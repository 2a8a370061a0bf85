//! PDF parsing backend trait.
//!
//! Defines the [`PdfBackend`] trait that abstracts PDF parsing operations.
//! This enables pluggable backends (e.g., lopdf, pdf-rs) for PDF reading.

use tablers_core::{BBox, ExtractOptions, PdfError};

use crate::handler::ContentHandler;

/// Trait abstracting PDF parsing operations.
///
/// A backend provides methods to open PDF documents, access pages,
/// extract page properties (MediaBox, CropBox, Rotate), and interpret
/// page content streams via a [`ContentHandler`] callback.
///
/// # Associated Types
///
/// - `Document`: The parsed PDF document representation.
/// - `Page`: A reference to a single page within a document.
/// - `Error`: Backend-specific error type, convertible to [`PdfError`].
///
/// # Usage
///
/// ```ignore
/// let doc = MyBackend::open(pdf_bytes)?;
/// let page_count = MyBackend::page_count(&doc);
/// let page = MyBackend::get_page(&doc, 0)?;
/// let media_box = MyBackend::page_media_box(&doc, &page)?;
/// MyBackend::interpret_page(&doc, &page, &mut handler, &options)?;
/// ```
pub trait PdfBackend {
    /// One-time process-wide initialization for this backend.
    ///
    /// Called at most once per process via [`BackendHandle::ensure_ready`],
    /// regardless of how many documents are opened. The default
    /// implementation is a no-op, appropriate for backends (like the
    /// bundled [`LopdfBackend`](crate::lopdf_backend::LopdfBackend)) with no
    /// native library to load.
    fn init() {}

    /// The parsed PDF document type.
    type Document;

    /// A reference to a single page within a document.
    type Page;

    /// Backend-specific error type, convertible to [`PdfError`].
    type Error: std::error::Error + Into<PdfError>;

    /// Parse PDF bytes into a document.
    ///
    /// # Errors
    ///
    /// Returns an error if the bytes do not represent a valid PDF document.
    /// If the document is encrypted, returns [`PdfError::AuthFailed`].
    fn open(bytes: &[u8]) -> Result<Self::Document, Self::Error>;

    /// Parse PDF bytes into a document, decrypting with the given password.
    ///
    /// Supports both user and owner passwords. If the PDF is not encrypted,
    /// the password is ignored and the document opens normally.
    ///
    /// # Errors
    ///
    /// Returns [`PdfError::AuthFailed`] if the password is incorrect.
    /// Returns other errors if the bytes are not a valid PDF document.
    fn open_with_password(bytes: &[u8], password: &[u8]) -> Result<Self::Document, Self::Error>;

    /// Return the number of pages in the document.
    fn page_count(doc: &Self::Document) -> usize;

    /// Access a page by 0-based index.
    ///
    /// # Errors
    ///
    /// Returns an error if the index is out of range or the page cannot be loaded.
    fn get_page(doc: &Self::Document, index: usize) -> Result<Self::Page, Self::Error>;

    /// Get the MediaBox for a page.
    ///
    /// MediaBox is required by the PDF specification and defines the boundaries
    /// of the physical page. The returned [`BBox`] uses the library's top-left
    /// origin, y-increases-downward coordinate system.
    ///
    /// # Errors
    ///
    /// Returns an error if the MediaBox cannot be resolved (e.g., missing
    /// from both the page and its parent page tree).
    fn page_media_box(doc: &Self::Document, page: &Self::Page) -> Result<BBox, Self::Error>;

    /// Get the CropBox for a page, if explicitly set.
    ///
    /// CropBox defines the visible region of the page. Returns `None` if
    /// not explicitly set (in which case MediaBox serves as the CropBox).
    ///
    /// # Errors
    ///
    /// Returns an error if the CropBox entry exists but is malformed.
    fn page_crop_box(doc: &Self::Document, page: &Self::Page) -> Result<Option<BBox>, Self::Error>;

    /// Get the page's TrimBox, if explicitly set.
    ///
    /// The default implementation returns `None`, appropriate for backends
    /// that do not resolve this optional box.
    fn page_trim_box(_doc: &Self::Document, _page: &Self::Page) -> Result<Option<BBox>, Self::Error> {
        Ok(None)
    }

    /// Get the page's BleedBox, if explicitly set.
    ///
    /// The default implementation returns `None`, appropriate for backends
    /// that do not resolve this optional box.
    fn page_bleed_box(_doc: &Self::Document, _page: &Self::Page) -> Result<Option<BBox>, Self::Error> {
        Ok(None)
    }

    /// Get the page's ArtBox, if explicitly set.
    ///
    /// The default implementation returns `None`, appropriate for backends
    /// that do not resolve this optional box.
    fn page_art_box(_doc: &Self::Document, _page: &Self::Page) -> Result<Option<BBox>, Self::Error> {
        Ok(None)
    }

    /// Get the page rotation angle in degrees.
    ///
    /// Returns one of: 0, 90, 180, or 270. Defaults to 0 if not specified.
    ///
    /// # Errors
    ///
    /// Returns an error if the Rotate entry exists but is malformed.
    fn page_rotate(doc: &Self::Document, page: &Self::Page) -> Result<i32, Self::Error>;

    /// Interpret the page's content stream, calling back into the handler.
    ///
    /// The interpreter processes PDF content stream operators (text, path)
    /// and notifies the `handler` of extracted content via
    /// [`ContentHandler`] callbacks. Resource limits from `options` are
    /// enforced during interpretation.
    ///
    /// # Errors
    ///
    /// Returns an error if content stream parsing fails or a resource limit
    /// is exceeded.
    fn interpret_page(
        doc: &Self::Document,
        page: &Self::Page,
        handler: &mut dyn ContentHandler,
        options: &ExtractOptions,
    ) -> Result<(), Self::Error>;
}

/// A process-wide handle to a lazily-initialized [`PdfBackend`].
///
/// Construction is cheap and only records the backend to use; the actual
/// one-time setup (`B::init`) runs at the first call to [`BackendHandle::ensure_ready`],
/// behind a [`std::sync::Once`] barrier shared across all handles for `B`.
/// Later handles — even ones that never call `ensure_ready` themselves —
/// reuse the same initialized state; construction never re-runs it.
pub struct BackendHandle<B: PdfBackend> {
    _marker: std::marker::PhantomData<B>,
}

impl<B: PdfBackend> BackendHandle<B> {
    /// Create a handle. Does not perform initialization.
    pub fn new() -> Self {
        Self {
            _marker: std::marker::PhantomData,
        }
    }

    /// Run the one-time initialization barrier, if it has not already run.
    ///
    /// Idempotent: the second and later calls (from this handle or any other
    /// `BackendHandle<B>` in the process) are no-ops.
    pub fn ensure_ready(&self) {
        static INIT: std::sync::Once = std::sync::Once::new();
        INIT.call_once(|| {
            B::init();
        });
    }
}

impl<B: PdfBackend> Default for BackendHandle<B> {
    fn default() -> Self {
        Self::new()
    }
}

• **What is being asked**
Gather from the records above every line containing the string "operations".

• **Response to the exercise**
//! Defines the [`PdfBackend`] trait that abstracts PDF parsing operations.
/// Trait abstracting PDF parsing operations.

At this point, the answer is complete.